# What this task involves
In the listing below, locate the line containing "let query = Message::from_vec(message_bytes)" and the line containing "msg.set_id(fastrand::u16(..));". Output both of them and every line between, exactly as written, and nothing more.

# Material provided
++++

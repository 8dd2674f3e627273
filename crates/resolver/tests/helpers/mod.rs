#![allow(dead_code)]

use async_trait::async_trait;
use hickory_proto::op::{Message, MessageType, OpCode, Query, ResponseCode};
use hickory_proto::rr::rdata::{A, CNAME, NS, SOA};
use hickory_proto::rr::{Name, RData, Record, RecordType};
use rootward::transport::{DnsTransport, Protocol, TransportFactory};
use rootward::ResolverError;
use std::net::{IpAddr, SocketAddr};
use std::str::FromStr;
use std::sync::atomic::AtomicU32;
use std::sync::Arc;
use std::time::Duration;

pub type Handler =
    dyn Fn(Protocol, SocketAddr, &Message) -> Option<Message> + Send + Sync + 'static;

/// A transport factory that answers from a closure instead of the network.
/// The closure sees the protocol, the target server and the decoded query,
/// and returns the message to send back (or `None` for a dead server).
pub struct MockTransportFactory {
    handler: Arc<Handler>,
    pub queries: Arc<AtomicU32>,
}

impl MockTransportFactory {
    pub fn new(
        handler: impl Fn(Protocol, SocketAddr, &Message) -> Option<Message>
            + Send
            + Sync
            + 'static,
    ) -> Arc<Self> {
        Arc::new(Self {
            handler: Arc::new(handler),
            queries: Arc::new(AtomicU32::new(0)),
        })
    }
}

impl TransportFactory for MockTransportFactory {
    fn transport(&self, protocol: Protocol, server: SocketAddr) -> Arc<dyn DnsTransport> {
        Arc::new(MockTransport {
            protocol,
            server,
            handler: Arc::clone(&self.handler),
            queries: Arc::clone(&self.queries),
        })
    }
}

struct MockTransport {
    protocol: Protocol,
    server: SocketAddr,
    handler: Arc<Handler>,
    queries: Arc<AtomicU32>,
}

#[async_trait]
impl DnsTransport for MockTransport {
    async fn send(
        &self,
        message_bytes: &[u8],
        _timeout: Duration,
    ) -> Result<Vec<u8>, ResolverError> {
        self.queries
            .fetch_add(1, std::sync::atomic::Ordering::Relaxed);

        let query = Message::from_vec(message_bytes)
            .map_err(|e| ResolverError::MessageFormat(e.to_string()))?;

        match (self.handler)(self.protocol, self.server, &query) {
            Some(mut response) => {
                response.set_id(query.id());
                response
                    .to_vec()
                    .map_err(|e| ResolverError::MessageFormat(e.to_string()))
            }
            None => Err(ResolverError::Transport {
                server: self.server.to_string(),
                reason: "no response".to_string(),
            }),
        }
    }
}

pub fn name(s: &str) -> Name {
    Name::from_str(s).unwrap()
}

pub fn ip(s: &str) -> IpAddr {
    IpAddr::from_str(s).unwrap()
}

pub fn query(qname: &str, qtype: RecordType) -> Message {
    let mut msg = Message::new();
    msg.set_id(fastrand::u16(..));
    msg.set_message_type(MessageType::Query);
    msg.set_op_code(OpCode::Query);
    msg.set_recursion_desired(true);
    msg.add_query(Query::query(name(qname), qtype));
    msg
}

/// A query with EDNS(0) and the DO bit, i.e. one that asks for validation.
pub fn dnssec_query(qname: &str, qtype: RecordType) -> Message {
    let mut msg = query(qname, qtype);
    let mut edns = hickory_proto::op::Edns::new();
    edns.set_max_payload(4096);
    edns.set_dnssec_ok(true);
    edns.set_version(0);
    msg.set_edns(edns);
    msg
}

pub fn a_record(owner: &str, addr: &str) -> Record {
    let IpAddr::V4(v4) = ip(addr) else {
        panic!("a_record takes an IPv4 address");
    };
    Record::from_rdata(name(owner), 300, RData::A(A(v4)))
}

pub fn ns_record(owner: &str, host: &str) -> Record {
    Record::from_rdata(name(owner), 300, RData::NS(NS(name(host))))
}

pub fn cname_record(owner: &str, target: &str) -> Record {
    Record::from_rdata(name(owner), 300, RData::CNAME(CNAME(name(target))))
}

pub fn soa_record(owner: &str) -> Record {
    Record::from_rdata(
        name(owner),
        300,
        RData::SOA(SOA::new(
            name("ns1.invalid."),
            name("hostmaster.invalid."),
            1,
            7200,
            3600,
            1_209_600,
            300,
        )),
    )
}

fn reply_to(request: &Message) -> Message {
    let mut msg = Message::new();
    msg.set_id(request.id());
    msg.set_message_type(MessageType::Response);
    msg.set_op_code(OpCode::Query);
    if let Some(q) = request.queries().first() {
        msg.add_query(q.clone());
    }
    msg
}

/// A referral: NS records in the authority section, glue in additionals.
pub fn delegation(request: &Message, zone: &str, ns_host: &str, glue: &str) -> Message {
    let mut msg = reply_to(request);
    msg.add_name_server(ns_record(zone, ns_host));
    msg.add_additional(a_record(ns_host, glue));
    msg
}

/// An authoritative answer.
pub fn answer(request: &Message, records: Vec<Record>) -> Message {
    let mut msg = reply_to(request);
    msg.set_authoritative(true);
    for record in records {
        msg.add_answer(record);
    }
    msg
}

/// An authoritative NXDOMAIN with the zone's SOA in the authority section.
pub fn nxdomain(request: &Message, zone: &str) -> Message {
    let mut msg = reply_to(request);
    msg.set_authoritative(true);
    msg.set_response_code(ResponseCode::NXDomain);
    msg.add_name_server(soa_record(zone));
    msg
}

/// An authoritative empty NOERROR (NODATA or a SOA miss).
pub fn empty_answer(request: &Message) -> Message {
    let mut msg = reply_to(request);
    msg.set_authoritative(true);
    msg
}
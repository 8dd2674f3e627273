//! Streaming DNSSEC authentication for an iterative walk: one response per
//! zone along the delegation chain, verified strictly root → leaf against
//! the trust anchors.

pub mod authenticator;
pub(crate) mod crypto;
pub(crate) mod doe;
pub(crate) mod signatures;
pub mod trust_anchor;
pub mod types;
pub(crate) mod verifier;

#[cfg(test)]
pub(crate) mod test_support;

pub use authenticator::Authenticator;
pub use types::SignerZone;

use std::fmt;

/// The authentication verdict for a response, or for a whole chain.
#[derive(Clone, Copy, Debug, Default, PartialEq, Eq)]
pub enum AuthState {
    #[default]
    Unknown,
    Insecure,
    Secure,
    Bogus,
}

impl AuthState {
    /// Folds two verdicts into one, e.g. across the legs of a CNAME chain.
    /// Bogus taints everything; an Unknown leg means the whole answer is
    /// unvalidated; Insecure beats Secure.
    pub fn combine(self, other: AuthState) -> AuthState {
        use AuthState::*;
        match (self, other) {
            (Bogus, _) | (_, Bogus) => Bogus,
            (Unknown, _) | (_, Unknown) => Unknown,
            (Insecure, _) | (_, Insecure) => Insecure,
            (Secure, Secure) => Secure,
        }
    }
}

impl fmt::Display for AuthState {
    fn fmt(&self, f: &mut fmt::Formatter<'_>) -> fmt::Result {
        let s = match self {
            Self::Unknown => "Unknown",
            Self::Insecure => "Insecure",
            Self::Secure => "Secure",
            Self::Bogus => "Bogus",
        };
        write!(f, "{s}")
    }
}

/// Which denial-of-existence proof, if any, a response carried.
#[derive(Clone, Copy, Debug, Default, PartialEq, Eq)]
pub enum DoeState {
    #[default]
    NotFound,

    NsecMissingDs,
    NsecNoData,
    NsecNxDomain,
    NsecWildcard,

    Nsec3MissingDs,
    Nsec3NoData,
    Nsec3NxDomain,
    Nsec3OptOut,
    Nsec3Wildcard,
}

impl fmt::Display for DoeState {
    fn fmt(&self, f: &mut fmt::Formatter<'_>) -> fmt::Result {
        let s = match self {
            Self::NotFound => "NotFound",
            Self::NsecMissingDs => "NsecMissingDS",
            Self::NsecNoData => "NsecNoData",
            Self::NsecNxDomain => "NsecNxDomain",
            Self::NsecWildcard => "NsecWildcard",
            Self::Nsec3MissingDs => "Nsec3MissingDS",
            Self::Nsec3NoData => "Nsec3NoData",
            Self::Nsec3NxDomain => "Nsec3NxDomain",
            Self::Nsec3OptOut => "Nsec3OptOut",
            Self::Nsec3Wildcard => "Nsec3Wildcard",
        };
        write!(f, "{s}")
    }
}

++++

# Result
        let query = Message::from_vec(message_bytes)
            .map_err(|e| ResolverError::MessageFormat(e.to_string()))?;

        match (self.handler)(self.protocol, self.server, &query) {
            Some(mut response) => {
                response.set_id(query.id());
                response
                    .to_vec()
                    .map_err(|e| ResolverError::MessageFormat(e.to_string()))
            }
            None => Err(ResolverError::Transport {
                server: self.server.to_string(),
                reason: "no response".to_string(),
            }),
        }
    }
}

pub fn name(s: &str) -> Name {
    Name::from_str(s).unwrap()
}

pub fn ip(s: &str) -> IpAddr {
    IpAddr::from_str(s).unwrap()
}

pub fn query(qname: &str, qtype: RecordType) -> Message {
    let mut msg = Message::new();
    msg.set_id(fastrand::u16(..));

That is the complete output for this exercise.